France | France, Conseil d'État, 5ème - 4ème chambres réunies, 15 mars 2017, 396786


Par une requête sommaire, un mémoire complémentaire et un mémoire en réplique, enregistrés au secrétariat du contentieux du Conseil d'Etat les 4 février 2016, 4 avril 2016 et 14 février 2017, le syndicat SGP Police - Force ouvrière demande au Conseil d'Etat :

1°) d'annuler l'arrêté du 3 décembre 2015 du ministre des finances et des comptes publics, du ministre de l'intérieur, du ministre de la décentralisation et de la fonction publique et du ministre de la ville, de la jeunesse et des sports fixant la liste des circonscriptions de police prévues au 1° de l'article 1er

du décret n° 95-313 du 21 mars 1995 relatif au droit de mutation prior...

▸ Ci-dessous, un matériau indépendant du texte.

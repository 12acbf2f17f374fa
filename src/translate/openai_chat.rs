//! OpenAI Chat Completions wire types, extending the teacher's
//! `provider/openai.rs` shapes with tool-call fields, plus conversions
//! to/from the unified pivot (spec §4.6).

use serde::{Deserialize, Serialize};
use serde_json::Value;

use super::unified::{UnifiedBlock, UnifiedContent, UnifiedFinishReason, UnifiedMessage, UnifiedRole, UnifiedToolCall};

#[derive(Debug, Serialize, Deserialize, Clone)]
pub struct ChatMessage {
    pub role: String,
    #[serde(default)]
    pub content: Option<String>,
    #[serde(default, skip_serializing_if = "Option::is_none")]
    pub tool_calls: Option<Vec<ChatToolCall>>,
    #[serde(default, skip_serializing_if = "Option::is_none")]
    pub tool_call_id: Option<String>,
}

#[derive(Debug, Serialize, Deserialize, Clone)]
pub struct ChatToolCall {
    pub id: String,
    #[serde(rename = "type", default = "default_function_type")]
    pub kind: String,
    pub function: ChatFunctionCall,
}

fn default_function_type() -> String {
    "function".to_string()
}

#[derive(Debug, Serialize, Deserialize, Clone)]
pub struct ChatFunctionCall {
    pub name: String,
    pub arguments: String,
}

#[derive(Debug, Serialize, Deserialize, Clone)]
pub struct ChatCompletionRequest {
    pub model: String,
    pub messages: Vec<ChatMessage>,
    #[serde(skip_serializing_if = "Option::is_none")]
    pub temperature: Option<f32>,
    #[serde(skip_serializing_if = "Option::is_none")]
    pub max_tokens: Option<u32>,
    #[serde(skip_serializing_if = "Option::is_none")]
    pub stream: Option<bool>,
    #[serde(skip_serializing_if = "Option::is_none")]
    pub tools: Option<Vec<Value>>,
    #[serde(skip_serializing_if = "Option::is_none")]
    pub tool_choice: Option<Value>,
}

#[derive(Debug, Serialize, Deserialize)]
pub struct OpenAIStreamChunk {
    pub id: Option<String>,
    pub choices: Vec<OpenAIChoice>,
}

#[derive(Debug, Serialize, Deserialize)]
pub struct OpenAIChoice {
    pub index: Option<u32>,
    pub delta: Option<OpenAIDelta>,
    pub finish_reason: Option<String>,
}

#[derive(Debug, Serialize, Deserialize, Default)]
pub struct OpenAIDelta {
    pub role: Option<String>,
    pub content: Option<String>,
    #[serde(default)]
    pub tool_calls: Option<Vec<OpenAIToolCallDelta>>,
}

#[derive(Debug, Serialize, Deserialize, Clone)]
pub struct OpenAIToolCallDelta {
    pub index: usize,
    pub id: Option<String>,
    pub function: Option<OpenAIFunctionDelta>,
}

#[derive(Debug, Serialize, Deserialize, Clone)]
pub struct OpenAIFunctionDelta {
    pub name: Option<String>,
    pub arguments: Option<String>,
}

#[derive(Debug, Serialize, Deserialize)]
pub struct OpenAIChatCompletionResponse {
    pub id: Option<String>,
    pub object: Option<String>,
    pub created: Option<i64>,
    pub model: Option<String>,
    pub choices: Vec<OpenAIChatCompletionChoice>,
    pub usage: Option<OpenAIUsage>,
}

#[derive(Debug, Serialize, Deserialize)]
pub struct OpenAIChatCompletionChoice {
    pub index: Option<u32>,
    pub message: Option<ChatMessage>,
    pub finish_reason: Option<String>,
}

#[derive(Debug, Serialize, Deserialize)]
pub struct OpenAIUsage {
    pub prompt_tokens: Option<u32>,
    pub completion_tokens: Option<u32>,
    pub total_tokens: Option<u32>,
}

pub fn finish_reason_from_str(s: &str) -> UnifiedFinishReason {
    match s {
        "tool_calls" => UnifiedFinishReason::ToolCalls,
        "length" => UnifiedFinishReason::Length,
        "content_filter" => UnifiedFinishReason::ContentFilter,
        _ => UnifiedFinishReason::Stop,
    }
}

/// Chat message -> unified message.
pub fn chat_message_to_unified(m: &ChatMessage) -> UnifiedMessage {
    let role = match m.role.as_str() {
        "system" => UnifiedRole::System,
        "assistant" => UnifiedRole::Assistant,
        "tool" => UnifiedRole::Tool,
        _ => UnifiedRole::User,
    };
    let tool_calls = m
        .tool_calls
        .as_ref()
        .map(|calls| {
            calls
                .iter()
                .map(|c| UnifiedToolCall {
                    id: c.id.clone(),
                    name: c.function.name.clone(),
                    arguments: crate::translate::shell::normalize_shell_arguments(
                        &c.function.name,
                        &c.function.arguments,
                    ),
                })
                .collect()
        })
        .unwrap_or_default();
    UnifiedMessage {
        role,
        content: UnifiedContent::Text(m.content.clone().unwrap_or_default()),
        tool_calls,
        tool_call_id: m.tool_call_id.clone(),
    }
}

/// Unified message -> chat message.
pub fn unified_to_chat_message(m: &UnifiedMessage) -> ChatMessage {
    let role = match m.role {
        UnifiedRole::System => "system",
        UnifiedRole::User => "user",
        UnifiedRole::Assistant => "assistant",
        UnifiedRole::Tool => "tool",
    }
    .to_string();

    let tool_calls = if m.tool_calls.is_empty() {
        None
    } else {
        Some(
            m.tool_calls
                .iter()
                .map(|tc| ChatToolCall {
                    id: tc.id.clone(),
                    kind: "function".to_string(),
                    function: ChatFunctionCall {
                        name: tc.name.clone(),
                        arguments: tc.arguments.clone(),
                    },
                })
                .collect(),
        )
    };

    ChatMessage {
        role,
        content: Some(m.content.as_text()),
        tool_calls,
        tool_call_id: m.tool_call_id.clone(),
    }
}

/// Normalizes an Anthropic `tool_use`/`tool_result` style block list down to
/// the plain-text view a Chat message carries; used when flattening for
/// display/logging, not for the lossless Anthropic<->Chat path (see
/// `translate::anthropic`).
pub fn blocks_to_plain_text(blocks: &[UnifiedBlock]) -> String {
    blocks
        .iter()
        .filter_map(|b| match b {
            UnifiedBlock::Text { text } => Some(text.clone()),
            _ => None,
        })
        .collect::<Vec<_>>()
        .join("\n")
}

Par une requête sommaire, un mémoire complémentaire et un mémoire en réplique, enregistrés au secrétariat du contentieux du Conseil d'Etat les 4 février 2016, 4 avril 2016 et 14 février 2017, le syndicat SGP Police - Force ouvrière demande au Conseil d'Etat :

1°) d'annuler l'arrêté du 3 décembre 2015 du ministre des finances et des comptes publics, du ministre de l'intérieur, du ministre de la décentralisation et de la fonction publique et du ministre de la ville, de la jeunesse et des sports fixant la liste des circonscriptions de police prévues au 1° de l'article 1er du décret n° 95-313 du 21 mars 1995 relatif au droit de mutation prioritaire et au droit à l'avantage spécifique d'ancienneté accordés à certains agents de l'Etat affectés dans les quartiers urbains particulièrement difficiles, en tant qu'il limite le bénéfice de l'avantage spécifique d'ancienneté aux seuls agents affectés dans les 161 circonscriptions de police qu'il liste en annexe ;

2°) de mettre à la charge de l'Etat une somme de 5 000 euros au titre de l'article L. 761-1 du code de justice administrative.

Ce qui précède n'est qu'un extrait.